Hello BioStars Community,

I've been working with VCF files generated by the nf-core RNAvar pipeline, which employs the GATK best practices for RNA-seq variant calling. Upon reviewing the genotype information in my VCF files, I encountered a variety of genotype formats beyond the common ones I'm familiar with ("./.", "1/1", "0/1", "1/2").

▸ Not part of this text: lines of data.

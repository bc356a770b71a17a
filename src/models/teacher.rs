//! Club teachers.

use serde::{Deserialize, Serialize};
use validator::Validate;

use super::mapper::{FieldReader, FromDocument};
use super::user::User;
use crate::db::DocumentRef;

/// Teacher document (`clubs/{id}/teachers`).
#[derive(Debug, Clone, PartialEq, Serialize, Deserialize, Validate)]
#[serde(rename_all = "camelCase")]
pub struct ClubTeacher {
    pub id: String,
    pub user: DocumentRef,
    pub classes: Vec<DocumentRef>,
}

impl FromDocument for ClubTeacher {
    const ENTITY: &'static str = "ClubTeacher";

    fn read(r: &mut FieldReader<'_>) -> Option<Self> {
        let user = r.reference("user");
        let classes = r.reference_array("classes");

        Some(Self {
            id: r.id(),
            user: user?,
            classes: classes?,
        })
    }
}

#[derive(Debug, Clone, PartialEq, Serialize)]
#[serde(rename_all = "camelCase")]
pub struct ExtendedClubTeacher {
    #[serde(flatten)]
    pub base: ClubTeacher,
    pub user_data: Option<User>,
}

impl From<ClubTeacher> for ExtendedClubTeacher {
    fn from(base: ClubTeacher) -> Self {
        Self {
            base,
            user_data: None,
        }
    }
}
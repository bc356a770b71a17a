// SPDX-License-Identifier: MIT
// Copyright 2026 Roland Dreier <roland@rolandd.dev>

//! Persisted per-user club selection.

use dashmap::DashMap;
use std::collections::BTreeMap;
use std::fs;
use std::path::{Path, PathBuf};
use std::sync::{Arc, Mutex};

use crate::models::Club;

/// Storage key of the selected club for `user_id`.
pub fn selection_key(user_id: &str) -> String {
    format!("selectedClubId:{user_id}")
}

#[derive(Debug, thiserror::Error)]
pub enum StoreError {
    #[error("Selection store I/O error on {path}: {source}")]
    Io {
        path: PathBuf,
        #[source]
        source: std::io::Error,
    },

    #[error("Selection store {path} is corrupt: {source}")]
    Corrupt {
        path: PathBuf,
        #[source]
        source: serde_json::Error,
    },
}

/// Small string key/value store.
pub trait SelectionStore: Send + Sync {
    fn load(&self, key: &str) -> Result<Option<String>, StoreError>;
    /// Store `value`, or remove the key when `None`.
    fn save(&self, key: &str, value: Option<&str>) -> Result<(), StoreError>;
}

#[derive(Debug, Default)]
pub struct MemorySelectionStore {
    values: DashMap<String, String>,
}

impl MemorySelectionStore {
    pub fn new() -> Self {
        Self::default()
    }
}

impl SelectionStore for MemorySelectionStore {
    fn load(&self, key: &str) -> Result<Option<String>, StoreError> {
        Ok(self.values.get(key).map(|v| v.clone()))
    }

    fn save(&self, key: &str, value: Option<&str>) -> Result<(), StoreError> {
        match value {
            Some(v) => {
                self.values.insert(key.to_string(), v.to_string());
            }
            None => {
                self.values.remove(key);
            }
        }
        Ok(())
    }
}

/// JSON object on disk, rewritten in full on every save.
#[derive(Debug)]
pub struct FileSelectionStore {
    path: PathBuf,
    lock: Mutex<()>,
}

impl FileSelectionStore {
    pub fn new(path: impl Into<PathBuf>) -> Self {
        Self {
            path: path.into(),
            lock: Mutex::new(()),
        }
    }

    pub fn path(&self) -> &Path {
        &self.path
    }

    fn read_all(&self) -> Result<BTreeMap<String, String>, StoreError> {
        let data = match fs::read_to_string(&self.path) {
            Ok(data) => data,
            Err(e) if e.kind() == std::io::ErrorKind::NotFound => return Ok(BTreeMap::new()),
            Err(source) => {
                return Err(StoreError::Io {
                    path: self.path.clone(),
                    source,
                })
            }
        };
        serde_json::from_str(&data).map_err(|source| StoreError::Corrupt {
            path: self.path.clone(),
            source,
        })
    }

    fn write_all(&self, values: &BTreeMap<String, String>) -> Result<(), StoreError> {
        let io_err = |source| StoreError::Io {
            path: self.path.clone(),
            source,
        };
        if let Some(dir) = self.path.parent().filter(|d| !d.as_os_str().is_empty()) {
            fs::create_dir_all(dir).map_err(io_err)?;
        }
        let json = serde_json::to_string_pretty(values).map_err(|source| StoreError::Corrupt {
            path: self.path.clone(),
            source,
        })?;
        // Readers only ever see a complete file.
        let tmp = self.path.with_extension("json.tmp");
        fs::write(&tmp, json).map_err(io_err)?;
        fs::rename(&tmp, &self.path).map_err(io_err)
    }
}

impl SelectionStore for FileSelectionStore {
    fn load(&self, key: &str) -> Result<Option<String>, StoreError> {
        let _guard = self.lock.lock().unwrap_or_else(|p| p.into_inner());
        Ok(self.read_all()?.remove(key))
    }

    fn save(&self, key: &str, value: Option<&str>) -> Result<(), StoreError> {
        let _guard = self.lock.lock().unwrap_or_else(|p| p.into_inner());
        let mut values = self.read_all()?;
        match value {
            Some(v) => values.insert(key.to_string(), v.to_string()),
            None => values.remove(key),
        };
        self.write_all(&values)
    }
}

/// The club the dashboard is currently showing for one user.
pub struct ClubSelection {
    user_id: String,
    store: Arc<dyn SelectionStore>,
    selected: Option<String>,
}

impl ClubSelection {
    /// Start from the stored selection. A store that cannot be read starts empty.
    pub fn new(user_id: impl Into<String>, store: Arc<dyn SelectionStore>) -> Self {
        let mut selection = Self {
            user_id: user_id.into(),
            store,
            selected: None,
        };
        selection.selected = selection.stored();
        selection
    }

    fn stored(&self) -> Option<String> {
        match self.store.load(&selection_key(&self.user_id)) {
            Ok(selected) => selected,
            Err(e) => {
                tracing::warn!(user_id = %self.user_id, error = %e, "Failed to load club selection");
                None
            }
        }
    }

    pub fn selected(&self) -> Option<&str> {
        self.selected.as_deref()
    }

    /// Reconcile with the user's current club list: keep the selection if the
    /// club is still there, else fall back to the first club. An empty list
    /// selects nothing but leaves the stored choice in place, so it comes
    /// back once the clubs do.
    pub fn reconcile(&mut self, clubs: &[Club]) -> Option<&str> {
        if clubs.is_empty() {
            self.selected = None;
            return None;
        }
        if self.selected.is_none() {
            self.selected = self.stored();
        }
        let keep = self
            .selected
            .as_deref()
            .is_some_and(|id| clubs.iter().any(|c| c.id == id));
        if !keep {
            let fallback = clubs.first().map(|c| c.id.clone());
            if let Err(e) = self.select(fallback) {
                tracing::warn!(user_id = %self.user_id, error = %e, "Failed to persist club selection");
            }
        }
        self.selected()
    }

    /// Change the selection and persist it.
    pub fn select(&mut self, club_id: Option<String>) -> Result<(), StoreError> {
        if club_id == self.selected {
            return Ok(());
        }
        tracing::info!(user_id = %self.user_id, club = ?club_id, "Club selected");
        self.selected = club_id;
        self.store
            .save(&selection_key(&self.user_id), self.selected.as_deref())
    }
}

#[cfg(test)]
mod tests {
    use super::*;

    fn club(id: &str) -> Club {
        Club {
            id: id.into(),
            name: format!("Club {id}"),
            city: "Lisbon".into(),
            address: "Rua 1".into(),
            admins: vec!["u1".into()],
            website: None,
            phone: None,
            email: None,
            description: None,
            logo_url: None,
            background_url: None,
            allow_registration: None,
            coordinates: None,
        }
    }

    #[test]
    fn test_stored_club_is_kept() {
        let store = Arc::new(MemorySelectionStore::new());
        store.save(&selection_key("u1"), Some("b")).unwrap();

        let mut selection = ClubSelection::new("u1", store);
        assert_eq!(selection.reconcile(&[club("a"), club("b")]), Some("b"));
    }

    #[test]
    fn test_falls_back_to_first_club_and_persists() {
        let store = Arc::new(MemorySelectionStore::new());
        store.save(&selection_key("u1"), Some("gone")).unwrap();

        let mut selection = ClubSelection::new("u1", store.clone());
        assert_eq!(selection.reconcile(&[club("a"), club("b")]), Some("a"));
        assert_eq!(store.load(&selection_key("u1")).unwrap(), Some("a".into()));
    }

    #[test]
    fn test_empty_club_list_keeps_stored_choice() {
        let store = Arc::new(MemorySelectionStore::new());
        store.save(&selection_key("u1"), Some("b")).unwrap();

        let mut selection = ClubSelection::new("u1", store.clone());
        assert_eq!(selection.reconcile(&[]), None);
        assert_eq!(selection.selected(), None);
        assert_eq!(store.load(&selection_key("u1")).unwrap(), Some("b".into()));

        assert_eq!(selection.reconcile(&[club("a"), club("b")]), Some("b"));
    }

    #[test]
    fn test_explicit_clear_is_persisted() {
        let store = Arc::new(MemorySelectionStore::new());
        let mut selection = ClubSelection::new("u1", store.clone());
        selection.select(Some("a".into())).unwrap();
        selection.select(None).unwrap();
        assert_eq!(store.load(&selection_key("u1")).unwrap(), None);
    }

    #[test]
    fn test_file_store_round_trip() {
        let path = std::env::temp_dir().join(format!(
            "club-dashboard-selection-{}.json",
            std::process::id()
        ));
        let _ = fs::remove_file(&path);

        let store = FileSelectionStore::new(&path);
        assert_eq!(store.load("selectedClubId:u1").unwrap(), None);
        store.save("selectedClubId:u1", Some("c1")).unwrap();
        store.save("selectedClubId:u2", Some("c2")).unwrap();

        let reopened = FileSelectionStore::new(&path);
        assert_eq!(reopened.load("selectedClubId:u1").unwrap(), Some("c1".into()));
        assert_eq!(reopened.load("selectedClubId:u2").unwrap(), Some("c2".into()));

        let _ = fs::remove_file(&path);
    }

    #[test]
    fn test_corrupt_file_is_reported() {
        let path = std::env::temp_dir().join(format!(
            "club-dashboard-corrupt-{}.json",
            std::process::id()
        ));
        fs::write(&path, "not json").unwrap();

        let store = FileSelectionStore::new(&path);
        assert!(matches!(store.load("k"), Err(StoreError::Corrupt { .. })));

        let _ = fs::remove_file(&path);
    }
}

Here are the unique genotype formats I extracted from my data:

# > unique_values
# [1] "./."   "1/1"   "0/1"   "1/2"   "2/2"   "0/2"   "2/1"   "0/3"   "1/3"   "2/3"   "3/2"   "3/1"   "3/3"   "3/4"   "0/4"   "4/3"   "1/4"   "2/4"   "4/2"   "4/4"  
# [21] "5/2"   "3/5"   "5/5"   "4/5"   "5/4"   "0/5"   "4/1"   "5/6"   "5/1"   "1/5"   "6/7"   "2/5"   "0/6"   "1/7"   "5/3"   "6/5"   "4/8"   "3/6"   "4/6"   "6/2"  
# [41] "0/7"   "4/7"   "6/1"   "6/6"   "6/3"   "0/8"   "7/7"   "2/7"   "1/6"   "7/2"   "9/7"   "2/6"   "5/8"   "7/5"   "8/2"   "6/4"   "3/7"   "0/9"   "9/3"   "7/4"  
# [61] "7/8"   "9/9"   "8/9"   "5/10"  "7/1"   "10/4"  "0/10"  "9/1"   "10/10" "2/8"   "9/2"   "8/5"   "7/3"   "8/8"   "5/7"   "8/3"   "10/3"  "3/8"   "9/5"   "1/8"  
# [81] "3/9"   "1/10"  "3/10"  "2/11"  "8/1"   "8/10"  "1/9"   "0/11"  "8/6"   "2/9"   "10/6"  "4/11"  "8/4"   "7/6"   "6/8"   "12/13" "9/10"  "11/10" "11/7"  "4/9"  
# [101] "7/9"   "0/14"  "6/9"   "11/12" "5/9"   "6/10"  "10/11" "12/1"  "12/12" "11/11" "2/10"  "9/11"  "0/13"  "8/7"   "5/11"  "10/1"  "0/12"  "2/12"  "9/8"   "10/2" 
# [121] "4/10"  "10/5"  "8/11"  "10/7"  "1/11"  "1/13"  "9/6"   "0/15"  "11/2"  "15/1"  "0/16"  "7/10"  "11/8"  "3/11"  "17/17" "12/2"  "4/12"  "8/16"  "11/9"  "13/13"
# [141] "0/18"  "0/17"  "11/3"  "13/8"  "6/11"  "11/5"  "10/9"  "11/14" "9/14"  "11/1"  "13/12" "1/12"  "13/14" "9/4"

The common genotypes ("./.", "1/1", "0/1", "1/2") make sense to me, representing missing data, homozygous reference, heterozygous, and homozygous variant calls, respectively. However, the presence of other formats such as "1/3", "2/4", or "5/5" is confusing, and I am unsure how to interpret these, especially considering the RNA-seq context and the GATK pipeline used.

I suspect these unusual genotypes might have originated from specific nuances in the RNA-seq variant calling process or might represent multi-allelic sites, but I'm not entirely sure. Before I proceed with filtering these genotypes or interpreting the variant calls, I'd appreciate any insights or recommendations on how to handle these genotypes.

Should I be concerned about the validity of these unusual genotypes, or are they expected outcomes given the RNA-seq variant calling methodology? Any advice on best practices for filtering or interpreting these would be greatly appreciated. Also this is human data so its a diploid. Thank you in advance for your help!